[CRITIQUE] ROAD TO NOWHERE de Monte Hellman

Cela fait maintenant des années que Monte Hellman, réalisateur de l’inoubliable Macadam à deux voies, cherche à faire son come-back. Contrairement à ce que l’on a pu lire ou entendre, il n’y a pas eu vingt ans d’absence mais vingt ans de galères : une profusion de projets avortés comme Buffalo 66 dont la réalisation a finalement été confiée à Vincent Gallo; ce sketch pour les Masters of Horror aux oubliettes; ou encore ce projet de long métrage qui n’a jamais vu le jour : Desperadoes, un western sur le gang des frères Dalton, à la base produit par Martin Scorsese et Paul Thomas Anderson, qui devait se présenter dans le sillage mélancolique de L’assassinat de Jesse James par le lâche Robert Ford (Andrew Dominik, 2006).

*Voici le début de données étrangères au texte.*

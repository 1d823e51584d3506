//! Remote store client.
//!
//! Talks to the remote relational store over its HTTP surface: one JSON
//! document per logical key (`app_state`, `settings`), upserted by primary
//! key, plus individually keyed audio rows indexed by subtopic for partial
//! retrieval. Binary payloads travel base64-encoded.
//!
//! Responses are always a JSON object carrying either the requested data or
//! an `error` message; 200/204 mean success, 400 a malformed request, 404 an
//! unknown resource key, 500 a backend failure. All of these surface as
//! ordinary `RepasoError` values, never panics.

use async_trait::async_trait;
use chrono::Utc;
use repaso_core::error::{RepasoError, Result};
use repaso_core::settings::Settings;
use repaso_core::state::AppState;
use repaso_core::store::{AudioAsset, StateStore};
use reqwest::{Client, StatusCode};
use serde_json::{json, Value};

const STATE_KEY: &str = "app_state";
const SETTINGS_KEY: &str = "settings";

pub struct RemoteStore {
    client: Client,
    base_url: String,
}

impl RemoteStore {
    /// Creates a new client for the remote store at `base_url`.
    pub fn new(base_url: impl Into<String>) -> Self {
        Self {
            client: Client::new(),
            base_url: base_url.into().trim_end_matches('/').to_string(),
        }
    }

    fn document_url(&self, key: &str) -> String {
        format!("{}/state/{}", self.base_url, key)
    }

    fn audio_url(&self, subtopic_id: Option<&str>) -> String {
        match subtopic_id {
            Some(id) => format!("{}/audio?subtopic={}", self.base_url, id),
            None => format!("{}/audio", self.base_url),
        }
    }

    /// Maps a non-success response into a `RepasoError`, preferring the
    /// server's own `error` message when the body carries one.
    fn map_error(status: StatusCode, body: Option<&Value>) -> RepasoError {
        let server_message = body
            .and_then(|b| b.get("error"))
            .and_then(Value::as_str)
            .unwrap_or("no error message");
        match status.as_u16() {
            400 => RepasoError::data_access(format!("remote rejected request: {}", server_message)),
            404 => RepasoError::not_found("remote document", server_message),
            _ => RepasoError::data_access(format!(
                "remote backend failure ({}): {}",
                status, server_message
            )),
        }
    }

    fn transport_error(e: reqwest::Error) -> RepasoError {
        RepasoError::data_access(format!("remote request failed: {}", e))
    }

    /// Fetches one JSON document; 404 means the key holds no data.
    async fn get_document(&self, key: &str) -> Result<Option<Value>> {
        let response = self
            .client
            .get(self.document_url(key))
            .send()
            .await
            .map_err(Self::transport_error)?;

        let status = response.status();
        if status == StatusCode::NOT_FOUND {
            return Ok(None);
        }
        let body: Value = response.json().await.map_err(Self::transport_error)?;
        if !status.is_success() {
            return Err(Self::map_error(status, Some(&body)));
        }
        body.get("data")
            .cloned()
            .map(Some)
            .ok_or_else(|| RepasoError::data_access("remote response lacks a data field"))
    }

    /// Upserts one JSON document under its key.
    async fn put_document(&self, key: &str, data: Value) -> Result<()> {
        let response = self
            .client
            .put(self.document_url(key))
            .json(&json!({
                "data": data,
                "updatedAt": Utc::now().to_rfc3339(),
            }))
            .send()
            .await
            .map_err(Self::transport_error)?;

        let status = response.status();
        if status.is_success() {
            return Ok(());
        }
        let body: Value = response.json().await.unwrap_or(Value::Null);
        Err(Self::map_error(status, Some(&body)))
    }
}

#[async_trait]
impl StateStore for RemoteStore {
    fn name(&self) -> &'static str {
        "remote"
    }

    async fn load_state(&self) -> Result<Option<AppState>> {
        match self.get_document(STATE_KEY).await? {
            Some(value) => Ok(Some(serde_json::from_value(value)?)),
            None => Ok(None),
        }
    }

    async fn save_state(&self, state: &AppState) -> Result<()> {
        self.put_document(STATE_KEY, serde_json::to_value(state)?)
            .await
    }

    async fn load_settings(&self) -> Result<Option<Settings>> {
        match self.get_document(SETTINGS_KEY).await? {
            Some(value) => Ok(Some(serde_json::from_value(value)?)),
            None => Ok(None),
        }
    }

    async fn save_settings(&self, settings: &Settings) -> Result<()> {
        self.put_document(SETTINGS_KEY, serde_json::to_value(settings)?)
            .await
    }

    async fn load_audio(&self, subtopic_id: Option<&str>) -> Result<Vec<AudioAsset>> {
        let response = self
            .client
            .get(self.audio_url(subtopic_id))
            .send()
            .await
            .map_err(Self::transport_error)?;

        let status = response.status();
        if status == StatusCode::NOT_FOUND {
            return Ok(Vec::new());
        }
        let body: Value = response.json().await.map_err(Self::transport_error)?;
        if !status.is_success() {
            return Err(Self::map_error(status, Some(&body)));
        }
        let data = body
            .get("data")
            .cloned()
            .ok_or_else(|| RepasoError::data_access("remote response lacks a data field"))?;
        Ok(serde_json::from_value(data)?)
    }

    async fn save_audio(&self, asset: &AudioAsset) -> Result<()> {
        // The asset serializes with a base64 payload plus its composite-key
        // metadata, which is exactly the upload body the server expects.
        let response = self
            .client
            .post(format!("{}/audio", self.base_url))
            .json(asset)
            .send()
            .await
            .map_err(Self::transport_error)?;

        let status = response.status();
        if status.is_success() {
            return Ok(());
        }
        let body: Value = response.json().await.unwrap_or(Value::Null);
        Err(Self::map_error(status, Some(&body)))
    }

    async fn clear_all(&self) -> Result<()> {
        let response = self
            .client
            .delete(format!("{}/state", self.base_url))
            .send()
            .await
            .map_err(Self::transport_error)?;

        let status = response.status();
        if status.is_success() {
            return Ok(());
        }
        let body: Value = response.json().await.unwrap_or(Value::Null);
        Err(Self::map_error(status, Some(&body)))
    }

    async fn load_raw(&self, _key: &str) -> Result<Option<Value>> {
        // The remote store postdates both legacy schema generations; no
        // legacy records ever lived there.
        Ok(None)
    }
}

#[cfg(test)]
mod tests {
    use super::*;

    #[test]
    fn test_urls() {
        let store = RemoteStore::new("https://repaso.example.com/api/");
        assert_eq!(
            store.document_url("app_state"),
            "https://repaso.example.com/api/state/app_state"
        );
        assert_eq!(
            store.audio_url(Some("sub-1")),
            "https://repaso.example.com/api/audio?subtopic=sub-1"
        );
        assert_eq!(store.audio_url(None), "https://repaso.example.com/api/audio");
    }

    #[test]
    fn test_map_error_uses_server_message() {
        let body = json!({"error": "missing required field subtopicId"});
        let err = RemoteStore::map_error(StatusCode::BAD_REQUEST, Some(&body));
        assert!(err.to_string().contains("missing required field"));

        let err = RemoteStore::map_error(StatusCode::NOT_FOUND, Some(&json!({"error": "app_state"})));
        assert!(err.is_not_found());

        let err = RemoteStore::map_error(StatusCode::INTERNAL_SERVER_ERROR, None);
        assert!(err.to_string().contains("backend failure"));
    }
}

Finalement, on le retrouve avec Road to Nowhere, un petit film indépendant qui a coûté et va ramasser peanuts, dont le titre n’est pas anodin (il ne mène effectivement nulle part). Pendant les vingt premières minutes, un cauchemar sublime se répand sur l’écran : on retrouve la puissance de son cinéma des années 70 (inquiétude sourde, contemplation existentialiste) et il y a bien cet éclair de violence sidérant, au bord d’un lac, que l’on ne peut pas révéler. Un pur moment de cinéma et un vrai effet de surprise, révélant incidemment ce que le film aurait dû être. Monte Hellman nous en prive. A la place, il sème la confusion entre la réalité et la fiction, et nous explique comment il a réussi à maintenir cet effet de sidération à travers un «making of de film maudit» surchargé de références (Mulholland Drive, de David Lynch; The Player, de Robert Altman) et de citations (Victor Erice, Ingmar Bergman), vestiges lumineux d’une «époque où l’on savait faire du cinéma». A l’arrivée, l’unique fonction de cette mise en abyme oiseuse et désincarnée, c’est de cracher sur l’industrie cinématographique actuelle régie par des producteurs mercantiles et représentée par une nouvelle génération de cinéastes et d’acteurs bien impuissants face aux icônes d’antan.